One must never forget the suffering unleashed upon Iraqi civilians during and after the last Gulf war.. analysts state the destruction to the countries infrastructure including its water treatment works led to the deaths of thousands of civilians.
Allies Deliberately Poisoned Iraq Public Water Supply In Gulf War](http://www.commondreams.org/headlines/091700-01.htm) Published on Sep 17, 2000 in Sunday Herald (Scotland)
The US-led allied forces deliberately destroyed Iraq’s water supply during the Gulf War - flagrantly breaking the Geneva Convention and causing thousands of civilian deaths.

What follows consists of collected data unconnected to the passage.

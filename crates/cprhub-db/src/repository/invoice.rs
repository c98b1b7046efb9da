//! SurrealDB implementation of [`InvoiceRepository`].
//!
//! Invoice creation and voiding touch the course request as well; both
//! run as a single transaction.

use chrono::{DateTime, Utc};
use cprhub_core::error::CprResult;
use cprhub_core::models::invoice::{CreateInvoice, Invoice, InvoiceFilter, InvoiceStatus};
use cprhub_core::repository::{InvoiceRepository, PaginatedResult, Pagination};
use surrealdb::{Connection, Surreal};
use surrealdb_types::SurrealValue;
use tracing::debug;
use uuid::Uuid;

use super::support::{
    CountRow, current_status, date_str, not_found, parse_date, parse_enum, parse_uuid, stale,
    write_error,
};
use crate::error::DbError;

const SELECT_FIELDS: &str = "SELECT meta::id(id) AS record_id, *";

#[derive(Debug, SurrealValue)]
struct InvoiceRow {
    record_id: String,
    invoice_number: String,
    course_request_id: String,
    organization_id: String,
    student_count: u32,
    rate_per_student_cents: i64,
    subtotal_cents: i64,
    tax_cents: i64,
    total_cents: i64,
    due_date: String,
    status: String,
    posted_at: Option<DateTime<Utc>>,
    paid_at: Option<DateTime<Utc>>,
    created_at: DateTime<Utc>,
    updated_at: DateTime<Utc>,
}

impl InvoiceRow {
    fn try_into_invoice(self) -> Result<Invoice, DbError> {
        Ok(Invoice {
            id: parse_uuid("invoice", &self.record_id)?,
            invoice_number: self.invoice_number,
            course_request_id: parse_uuid("course request", &self.course_request_id)?,
            organization_id: parse_uuid("organization", &self.organization_id)?,
            student_count: self.student_count,
            rate_per_student_cents: self.rate_per_student_cents,
            subtotal_cents: self.subtotal_cents,
            tax_cents: self.tax_cents,
            total_cents: self.total_cents,
            due_date: parse_date("due_date", &self.due_date)?,
            status: parse_enum::<InvoiceStatus>("invoice status", &self.status)?,
            posted_at: self.posted_at,
            paid_at: self.paid_at,
            created_at: self.created_at,
            updated_at: self.updated_at,
        })
    }
}

fn filter_clause(filter: &InvoiceFilter) -> String {
    let mut conditions = vec!["true"];
    if filter.organization_id.is_some() {
        conditions.push("organization_id = $organization_id");
    }
    if !filter.statuses.is_empty() {
        conditions.push("status IN $statuses");
    }
    conditions.join(" AND ")
}

fn filter_binds(filter: &InvoiceFilter) -> (Option<String>, Vec<String>) {
    (
        filter.organization_id.map(|id| id.to_string()),
        filter.statuses.iter().map(|s| s.as_str().to_string()).collect(),
    )
}

/// SurrealDB implementation of the Invoice repository.
#[derive(Clone)]
pub struct SurrealInvoiceRepository<C: Connection> {
    db: Surreal<C>,
}

impl<C: Connection> SurrealInvoiceRepository<C> {
    pub fn new(db: Surreal<C>) -> Self {
        Self { db }
    }

    async fn fetch(&self, id: &str) -> Result<Invoice, DbError> {
        let query = format!("{SELECT_FIELDS} FROM type::record('invoice', $id)");
        let mut result = self
            .db
            .query(&query)
            .bind(("id", id.to_string()))
            .await?;
        let rows: Vec<InvoiceRow> = result.take(0)?;
        rows.into_iter()
            .next()
            .ok_or_else(|| not_found("invoice", id))?
            .try_into_invoice()
    }

    async fn verified_payment_count(&self, id: &str) -> Result<u64, DbError> {
        let mut result = self
            .db
            .query(
                "SELECT count() AS total FROM payment \
                 WHERE invoice_id = $id AND status = 'verified' GROUP ALL",
            )
            .bind(("id", id.to_string()))
            .await?;
        let rows: Vec<CountRow> = result.take(0)?;
        Ok(rows.first().map(|r| r.total).unwrap_or(0))
    }
}

impl<C: Connection> InvoiceRepository for SurrealInvoiceRepository<C> {
    async fn create_for_course(&self, input: CreateInvoice) -> CprResult<Invoice> {
        let id = input.id.to_string();
        let course = input.course_request_id.to_string();

        let outcome = self
            .db
            .query(
                "BEGIN TRANSACTION; \
                 LET $course = (UPDATE type::record('course_request', $course_request_id) \
                     SET invoiced = true, updated_at = time::now() \
                     WHERE status = 'completed' AND ready_for_billing_at != NONE \
                     AND invoiced = false); \
                 IF array::len($course) = 0 { THROW 'course request is not awaiting billing' }; \
                 CREATE type::record('invoice', $id) SET \
                     invoice_number = $invoice_number, \
                     course_request_id = $course_request_id, \
                     organization_id = $organization_id, \
                     student_count = $student_count, \
                     rate_per_student_cents = $rate_per_student_cents, \
                     subtotal_cents = $subtotal_cents, tax_cents = $tax_cents, \
                     total_cents = $total_cents, due_date = $due_date, \
                     status = 'pending'; \
                 COMMIT TRANSACTION;",
            )
            .bind(("id", id.clone()))
            .bind(("invoice_number", input.invoice_number))
            .bind(("course_request_id", course.clone()))
            .bind(("organization_id", input.organization_id.to_string()))
            .bind(("student_count", input.student_count))
            .bind(("rate_per_student_cents", input.rate_per_student_cents))
            .bind(("subtotal_cents", input.subtotal_cents))
            .bind(("tax_cents", input.tax_cents))
            .bind(("total_cents", input.total_cents))
            .bind(("due_date", date_str(input.due_date)))
            .await
            .map_err(DbError::from)?
            .check();

        if let Err(e) = outcome {
            debug!(course_request_id = %course, error = %e, "Invoice creation rolled back");
            return Err(match current_status(&self.db, "course_request", &course).await? {
                None => not_found("course request", &course),
                Some(_) if e.to_string().contains("already contains") => {
                    write_error("invoice", e)
                }
                Some(_) => DbError::Conflict(format!(
                    "course request {course} is not awaiting billing"
                )),
            }
            .into());
        }

        Ok(self.fetch(&id).await?)
    }

    async fn get_by_id(&self, id: Uuid) -> CprResult<Invoice> {
        Ok(self.fetch(&id.to_string()).await?)
    }

    async fn list(
        &self,
        filter: InvoiceFilter,
        pagination: Pagination,
    ) -> CprResult<PaginatedResult<Invoice>> {
        let where_clause = filter_clause(&filter);
        let query = format!(
            "SELECT count() AS total FROM invoice WHERE {where_clause} GROUP ALL; \
             {SELECT_FIELDS} FROM invoice WHERE {where_clause} \
             ORDER BY created_at DESC \
             LIMIT $limit START $offset"
        );

        let (organization_id, statuses) = filter_binds(&filter);
        let mut result = self
            .db
            .query(&query)
            .bind(("organization_id", organization_id))
            .bind(("statuses", statuses))
            .bind(("limit", pagination.limit))
            .bind(("offset", pagination.offset))
            .await
            .map_err(DbError::from)?;
        let count_rows: Vec<CountRow> = result.take(0).map_err(DbError::from)?;
        let total = count_rows.first().map(|r| r.total).unwrap_or(0);
        let rows: Vec<InvoiceRow> = result.take(1).map_err(DbError::from)?;

        let items = rows
            .into_iter()
            .map(|row| row.try_into_invoice())
            .collect::<Result<Vec<_>, DbError>>()?;

        Ok(PaginatedResult {
            items,
            total,
            offset: pagination.offset,
            limit: pagination.limit,
        })
    }

    async fn list_all(&self, filter: InvoiceFilter) -> CprResult<Vec<Invoice>> {
        let query = format!(
            "{SELECT_FIELDS} FROM invoice WHERE {} ORDER BY created_at DESC",
            filter_clause(&filter)
        );
        let (organization_id, statuses) = filter_binds(&filter);
        let mut result = self
            .db
            .query(&query)
            .bind(("organization_id", organization_id))
            .bind(("statuses", statuses))
            .await
            .map_err(DbError::from)?;
        let rows: Vec<InvoiceRow> = result.take(0).map_err(DbError::from)?;

        Ok(rows
            .into_iter()
            .map(|row| row.try_into_invoice())
            .collect::<Result<Vec<_>, DbError>>()?)
    }

    async fn post(&self, id: Uuid) -> CprResult<Invoice> {
        let id_str = id.to_string();
        let mut result = self
            .db
            .query(
                "UPDATE type::record('invoice', $id) SET status = 'posted', \
                 posted_at = time::now(), updated_at = time::now() \
                 WHERE status = 'pending'",
            )
            .bind(("id", id_str.clone()))
            .await
            .map_err(DbError::from)?;
        let updated: Vec<surrealdb_types::Value> = result.take(0).map_err(DbError::from)?;
        if updated.is_empty() {
            return Err(stale(&self.db, "invoice", "invoice", &id_str, "pending")
                .await
                .into());
        }
        Ok(self.fetch(&id_str).await?)
    }

    async fn void(&self, id: Uuid, from: InvoiceStatus) -> CprResult<Invoice> {
        let id_str = id.to_string();

        let outcome = self
            .db
            .query(
                "BEGIN TRANSACTION; \
                 LET $verified = (SELECT VALUE meta::id(id) FROM payment \
                     WHERE invoice_id = $id AND status = 'verified'); \
                 IF array::len($verified) > 0 { THROW 'invoice has verified payments' }; \
                 LET $invoice = (UPDATE type::record('invoice', $id) SET \
                     status = 'void', updated_at = time::now() \
                     WHERE status = $from); \
                 IF array::len($invoice) = 0 { THROW 'invoice changed concurrently' }; \
                 UPDATE type::record('course_request', $invoice[0].course_request_id) \
                     SET invoiced = false, updated_at = time::now(); \
                 UPDATE payment SET status = 'rejected', reviewed_at = time::now(), \
                     notes = 'invoice voided' \
                     WHERE invoice_id = $id AND status = 'pending_verification'; \
                 COMMIT TRANSACTION;",
            )
            .bind(("id", id_str.clone()))
            .bind(("from", from.as_str()))
            .await
            .map_err(DbError::from)?
            .check();

        if let Err(e) = outcome {
            debug!(invoice_id = %id, error = %e, "Void rolled back");
            let current = self.fetch(&id_str).await?;
            return Err(if current.status != from {
                DbError::Conflict(format!("invoice {id} is {}, expected {from}", current.status))
            } else if self.verified_payment_count(&id_str).await? > 0 {
                DbError::Conflict(format!("invoice {id} has verified payments"))
            } else {
                DbError::Query(e.to_string())
            }
            .into());
        }

        Ok(self.fetch(&id_str).await?)
    }
}
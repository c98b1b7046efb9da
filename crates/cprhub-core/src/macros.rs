//! Crate-internal declarative macros.

/// Declares a fieldless enum with a fixed string form used for both
/// JSON and storage, plus `as_str`, `Display` and `FromStr`.
macro_rules! string_enum {
    (
        $(#[$meta:meta])*
        pub enum $name:ident {
            $($(#[$vmeta:meta])* $variant:ident => $text:literal),+ $(,)?
        }
    ) => {
        $(#[$meta])*
        #[derive(
            Debug, Clone, Copy, PartialEq, Eq, Hash, serde::Serialize, serde::Deserialize,
        )]
        pub enum $name {
            $($(#[$vmeta])* #[serde(rename = $text)] $variant),+
        }

        impl $name {
            pub const ALL: &'static [$name] = &[$($name::$variant),+];

            pub fn as_str(&self) -> &'static str {
                match self {
                    $($name::$variant => $text),+
                }
            }
        }

        impl std::fmt::Display for $name {
            fn fmt(&self, f: &mut std::fmt::Formatter<'_>) -> std::fmt::Result {
                f.write_str(self.as_str())
            }
        }

        impl std::str::FromStr for $name {
            type Err = $crate::error::CprError;

            fn from_str(s: &str) -> Result<Self, Self::Err> {
                match s {
                    $($text => Ok($name::$variant),)+
                    other => Err($crate::error::CprError::validation(format!(
                        "unknown {} value: {other}",
                        stringify!($name)
                    ))),
                }
            }
        }
    };
}
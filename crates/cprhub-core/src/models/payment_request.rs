//! Instructor payment requests.

use chrono::{DateTime, Utc};
use serde::{Deserialize, Serialize};
use uuid::Uuid;

string_enum! {
    pub enum PaymentRequestStatus {
        Pending => "pending",
        Approved => "approved",
        Paid => "paid",
        Rejected => "rejected",
    }
}

/// Compensation claim generated from an approved timesheet. Exactly
/// one exists per approved timesheet.
#[derive(Debug, Clone, Serialize, Deserialize)]
pub struct PaymentRequest {
    pub id: Uuid,
    pub instructor_id: Uuid,
    pub timesheet_id: Uuid,
    pub amount_cents: i64,
    pub status: PaymentRequestStatus,
    pub notes: Option<String>,
    pub reviewed_by: Option<Uuid>,
    pub reviewed_at: Option<DateTime<Utc>>,
    pub paid_at: Option<DateTime<Utc>>,
    pub payment_reference: Option<String>,
    pub created_at: DateTime<Utc>,
    pub updated_at: DateTime<Utc>,
}

#[derive(Debug, Clone)]
pub struct CreatePaymentRequest {
    pub instructor_id: Uuid,
    pub timesheet_id: Uuid,
    pub amount_cents: i64,
    pub notes: Option<String>,
}

#[derive(Debug, Clone, Default)]
pub struct PaymentRequestFilter {
    pub instructor_id: Option<Uuid>,
    pub status: Option<PaymentRequestStatus>,
}
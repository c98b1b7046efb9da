//! Login, logout and the caller's own account.

use axum::extract::State;
use cprhub_auth::LoginInput;
use cprhub_core::models::user::User;
use cprhub_core::repository::UserRepository;
use serde_json::{json, Value};

use crate::dto::{LoginRequest, LoginResponse};
use crate::envelope::{ok, ApiJson, Reply};
use crate::extract::AuthUser;
use crate::state::AppState;

pub async fn login(
    State(state): State<AppState>,
    ApiJson(req): ApiJson<LoginRequest>,
) -> Reply<LoginResponse> {
    let out = state
        .auth
        .login(LoginInput {
            username_or_email: req.username,
            password: req.password,
        })
        .await?;

    ok(LoginResponse {
        access_token: out.access_token,
        token_type: "Bearer",
        expires_in: out.expires_in,
        user: out.user,
    })
}

pub async fn logout(State(state): State<AppState>, user: AuthUser) -> Reply<Value> {
    state.auth.logout(&user.0).await?;
    ok(json!({ "logged_out": true }))
}

pub async fn me(State(state): State<AppState>, user: AuthUser) -> Reply<User> {
    ok(state.users.get_by_id(user.id()).await?)
}
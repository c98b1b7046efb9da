//! Course attendance records.

use chrono::{DateTime, Utc};
use serde::{Deserialize, Serialize};
use uuid::Uuid;

#[derive(Debug, Clone, Serialize, Deserialize)]
pub struct CourseStudent {
    pub id: Uuid,
    pub course_request_id: Uuid,
    pub first_name: String,
    pub last_name: String,
    /// Lowercased; unique per course request.
    pub email: String,
    /// `None` until the instructor records attendance.
    pub attended: Option<bool>,
    pub attendance_marked_at: Option<DateTime<Utc>>,
    pub created_at: DateTime<Utc>,
}

#[derive(Debug, Clone, Serialize, Deserialize)]
pub struct NewStudent {
    pub first_name: String,
    pub last_name: String,
    pub email: String,
}

/// Canonical form used for the per-course uniqueness check.
pub fn normalize_email(email: &str) -> String {
    email.trim().to_lowercase()
}

#[cfg(test)]
mod tests {
    use super::*;

    #[test]
    fn normalize_email_trims_and_lowercases() {
        assert_eq!(normalize_email("  Jane.Doe@Example.COM "), "jane.doe@example.com");
    }
}
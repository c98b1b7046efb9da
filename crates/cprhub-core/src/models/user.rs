//! User domain model.

use chrono::{DateTime, Utc};
use serde::{Deserialize, Serialize};
use uuid::Uuid;

string_enum! {
    /// Portal a user signs in to. Every account has exactly one role.
    pub enum Role {
        Admin => "admin",
        Instructor => "instructor",
        Organization => "organization",
        Hr => "hr",
        Accountant => "accountant",
        Vendor => "vendor",
        Sysadmin => "sysadmin",
    }
}

string_enum! {
    pub enum UserStatus {
        Active => "active",
        /// Soft-deleted. Users are never removed from storage.
        Inactive => "inactive",
    }
}

#[derive(Debug, Clone, Serialize, Deserialize)]
pub struct User {
    pub id: Uuid,
    pub username: String,
    pub email: String,
    #[serde(skip_serializing, default)]
    pub password_hash: String,
    pub role: Role,
    pub status: UserStatus,
    pub full_name: String,
    pub phone: Option<String>,
    /// Set for `organization` role accounts.
    pub organization_id: Option<Uuid>,
    pub created_at: DateTime<Utc>,
    pub updated_at: DateTime<Utc>,
}

impl User {
    pub fn is_active(&self) -> bool {
        self.status == UserStatus::Active
    }
}

#[derive(Debug, Clone, Serialize, Deserialize)]
pub struct CreateUser {
    pub username: String,
    pub email: String,
    /// Raw password (hashed with Argon2id before storage).
    pub password: String,
    pub role: Role,
    pub full_name: String,
    pub phone: Option<String>,
    pub organization_id: Option<Uuid>,
}

#[derive(Debug, Clone, Serialize, Deserialize, Default)]
pub struct UpdateUser {
    pub email: Option<String>,
    pub full_name: Option<String>,
    /// `Some(Some(v))` = set, `Some(None)` = clear, `None` = no change.
    pub phone: Option<Option<String>>,
    pub role: Option<Role>,
    pub status: Option<UserStatus>,
    /// `Some(Some(v))` = set, `Some(None)` = clear, `None` = no change.
    pub organization_id: Option<Option<Uuid>>,
}

/// Query filters for user listings.
#[derive(Debug, Clone, Default)]
pub struct UserFilter {
    pub role: Option<Role>,
    pub status: Option<UserStatus>,
}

Since the war ended in 1991 the allied nations have made sure than any attempts to make contaminated water safe have been thwarted.
**A respected American professor now intends to convene expert hearings in a bid to pursue criminal indictments under international law against those responsible. **Professor Thomas J Nagy, Professor of Expert Systems at George Washington University with a doctoral fellowship in public health, told the Sunday Herald: “Those who saw nothing wrong in producing [this plan], those who ordered its production and those who knew about it and have remained silent for 10 years would seem to be in violation of Federal Statute and perhaps have even conspired to commit genocide.”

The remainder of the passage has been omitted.